No one makes a joyful noise like Daniel Smith. The
tree-costumed ringleader of the Christian-themed, folk-tinged, Danielson
project sings in a scratchy, trebly voice that is barely able to contain his
excitement. Happy cacophonies of guitar strumming, banjo rattling, pot-banging
and glockenspiel tinkling bash and clatter in his wake. Everything is tinted in
bright primary school tones, emotions unfiltered, arms up, mouths stretched
wide. He and Wovenhand’s David Eugene
Edwards are friends, but their artistic interpretation of evangelical
Christianity could not be more different. Edwards is trapped in a nightmarish
vision of Revelations-style judgment. Smith is a preschooler singing “Jesus
loves you” at the top of his lungs.
The Best of Gloucester County is Smith’s eighth
album, coming five years after Ships (with a best-of Trying Hartz in the
interim). Once enough of a family project to merit the surname Danielson
Famile, Smith’s group has lately shed some close relatives (brothers Andrew and
David are gone) and picked up a full complement of non-kin. His current band
includes Patrick Berkery from the Bigger Lovers on drums, Evan Mazunik on
keyboards, Joshua Stamper playing bass and arranging brass, Andrew Wilson on
electric guitar and Sufjan Stevens on banjo. Smith’s wife Elin and his sisters
Megan and Rachel remain on board, most notably in the male-female dialogues of
With the new line-up, Danielson’s sound has shifted slightly.

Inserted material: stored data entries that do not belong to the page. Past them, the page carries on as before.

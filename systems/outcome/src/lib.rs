#![deny(
    unsafe_code,
    missing_docs,
    dead_code,
    unused_results,
    non_snake_case,
    unreachable_pub
)]

//! Outcome presentation schedule.
//!
//! Judged attempts are turned into a short timeline of media requests: the
//! outcome animation is revealed after a delay and hidden again after a hold
//! that depends on the outcome. The timeline is advanced cooperatively by the
//! caller, so every step fires from [`OutcomePresenter::advance`] rather than
//! from a timer owned by this crate.

use std::time::Duration;

use gift_hunt_core::{AssetRef, DisplayWindow, Judgement, Outcome};
use gift_hunt_world::GameState;

/// Delays applied when presenting outcomes.
#[derive(Clone, Copy, Debug, PartialEq, Eq)]
pub struct PresentationTiming {
    /// Delay between judging and showing the outcome media.
    pub reveal_delay: Duration,
    /// Time the success media stays visible.
    pub won_hold: Duration,
    /// Time the failure media stays visible when attempts remain.
    pub retry_hold: Duration,
    /// Time the failure media stays visible after the last attempt.
    pub final_hold: Duration,
}

impl Default for PresentationTiming {
    fn default() -> Self {
        Self {
            reveal_delay: Duration::from_millis(1_000),
            won_hold: Duration::from_millis(5_000),
            retry_hold: Duration::from_millis(4_000),
            final_hold: Duration::from_millis(5_000),
        }
    }
}

impl PresentationTiming {
    fn hold_for(&self, outcome: Outcome) -> Option<Duration> {
        match outcome {
            Outcome::Pending => None,
            Outcome::Won => Some(self.won_hold),
            Outcome::LostRetry => Some(self.retry_hold),
            Outcome::LostFinal => Some(self.final_hold),
        }
    }
}

/// Animations shown for each kind of outcome.
#[derive(Clone, Debug, PartialEq, Eq)]
pub struct OutcomeMedia {
    /// Media shown when the gift lands on the correct place.
    pub success: AssetRef,
    /// Media shown when the gift lands anywhere else.
    pub failure: AssetRef,
}

impl Default for OutcomeMedia {
    fn default() -> Self {
        Self {
            success: AssetRef::new("images/gift-giving-success.gif"),
            failure: AssetRef::new("images/gift-giving-fail.gif"),
        }
    }
}

/// Request forwarded to the presentation layer when a step comes due.
#[derive(Clone, Debug, PartialEq, Eq)]
pub enum MediaRequest {
    /// Hide the scene and show the outcome media.
    Show {
        /// Media to display.
        asset: AssetRef,
        /// Relative display duration.
        window: DisplayWindow,
    },
    /// Remove the outcome media and show the scene again.
    Hide,
}

#[derive(Clone, Debug)]
struct Step {
    due: Duration,
    sequence: u64,
    request: MediaRequest,
}

/// Timeline of pending outcome media steps.
#[derive(Clone, Debug)]
pub struct OutcomePresenter {
    timing: PresentationTiming,
    media: OutcomeMedia,
    clock: Duration,
    next_sequence: u64,
    steps: Vec<Step>,
    shown: u32,
}

impl Default for OutcomePresenter {
    fn default() -> Self {
        Self::new(PresentationTiming::default(), OutcomeMedia::default())
    }
}

impl OutcomePresenter {
    /// Creates an empty timeline.
    #[must_use]
    pub fn new(timing: PresentationTiming, media: OutcomeMedia) -> Self {
        Self {
            timing,
            media,
            clock: Duration::ZERO,
            next_sequence: 0,
            steps: Vec::new(),
            shown: 0,
        }
    }

    /// Schedules the media for a judged attempt.
    ///
    /// Steps from earlier judgements stay on the timeline.
    pub fn present(&mut self, judgement: &Judgement, state: &GameState) {
        let Some(hold) = self.timing.hold_for(judgement.outcome) else {
            return;
        };
        let asset = match judgement.outcome {
            Outcome::Won => self.media.success.clone(),
            _ => self.media.failure.clone(),
        };

        log::info!(
            "attempt {} on {} judged {:?}; {} attempt(s) remaining",
            judgement.attempt,
            judgement.place.as_str(),
            judgement.outcome,
            state.remaining_attempts()
        );

        let reveal_at = self.clock + self.timing.reveal_delay;
        self.schedule(
            reveal_at,
            MediaRequest::Show {
                asset,
                window: judgement.window,
            },
        );
        self.schedule(reveal_at + hold, MediaRequest::Hide);
    }

    /// Advances the timeline, appending every step that came due in order.
    ///
    /// While schedules overlap, only the hide of the last visible media is
    /// forwarded.
    pub fn advance(&mut self, dt: Duration, out: &mut Vec<MediaRequest>) {
        self.clock = self.clock.saturating_add(dt);
        if self.steps.is_empty() {
            return;
        }

        self.steps.sort_by_key(|step| (step.due, step.sequence));
        let due = self
            .steps
            .iter()
            .take_while(|step| step.due <= self.clock)
            .count();

        for step in self.steps.drain(..due) {
            log::trace!("outcome step due at {:?}: {:?}", step.due, step.request);
            match step.request {
                MediaRequest::Show { .. } => self.shown = self.shown.saturating_add(1),
                MediaRequest::Hide => {
                    self.shown = self.shown.saturating_sub(1);
                    if self.shown > 0 {
                        continue;
                    }
                }
            }
            out.push(step.request);
        }
    }

    /// Reports whether outcome media currently covers the scene.
    #[must_use]
    pub const fn is_media_visible(&self) -> bool {
        self.shown > 0
    }

    /// Reports whether no steps remain on the timeline.
    #[must_use]
    pub fn is_settled(&self) -> bool {
        self.steps.is_empty()
    }

    /// Time elapsed on the timeline.
    #[must_use]
    pub const fn elapsed(&self) -> Duration {
        self.clock
    }

    fn schedule(&mut self, due: Duration, request: MediaRequest) {
        self.steps.push(Step {
            due,
            sequence: self.next_sequence,
            request,
        });
        self.next_sequence = self.next_sequence.wrapping_add(1);
    }
}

It is still staccato and high-pitched, the songs perched uncertainly on rickety
structures of stop-start percussion. The melodies, which are often memorable,
are chopped and stretched and chirped in uncomfortably high registers. And yet
with a full band, the sound has thickened, intensified and grown, if anything,
more grounded. “Grow Up,” the most giddily infectious of these tunes, places
big solid guitar chords in the foreground, childlike reveries of bells in the
background. The two guitars – acoustic and electric – carom off one another in
ecstatic “But I Don’t Want to Sing About Guitars.” Hard strums on the acoustic
rivet the sound onto a relentless rhythm, while little accents and flourishes
from the electric add color and texture.
Danielson finds revelation in the ordinary. His opener “This
Day is a Loaf” is a hard waltz through the mysteries of everyday life. It is
grounded hard in clipped banjo picking and cymbal-clashing drums, and yet the
melody floats free, ethereal above the whirl. Later with “Hovering Above that
Hill,” he escapes time signatures altogether in a mesh of strums and sounds and
overtones that taps into the ineffable.
Yet for the most part, the mystery is hidden inside the
plain and straightforward. Danielson sings knotty melodies with a child’s
unconflicted joy. Not a bad trick when you think about it.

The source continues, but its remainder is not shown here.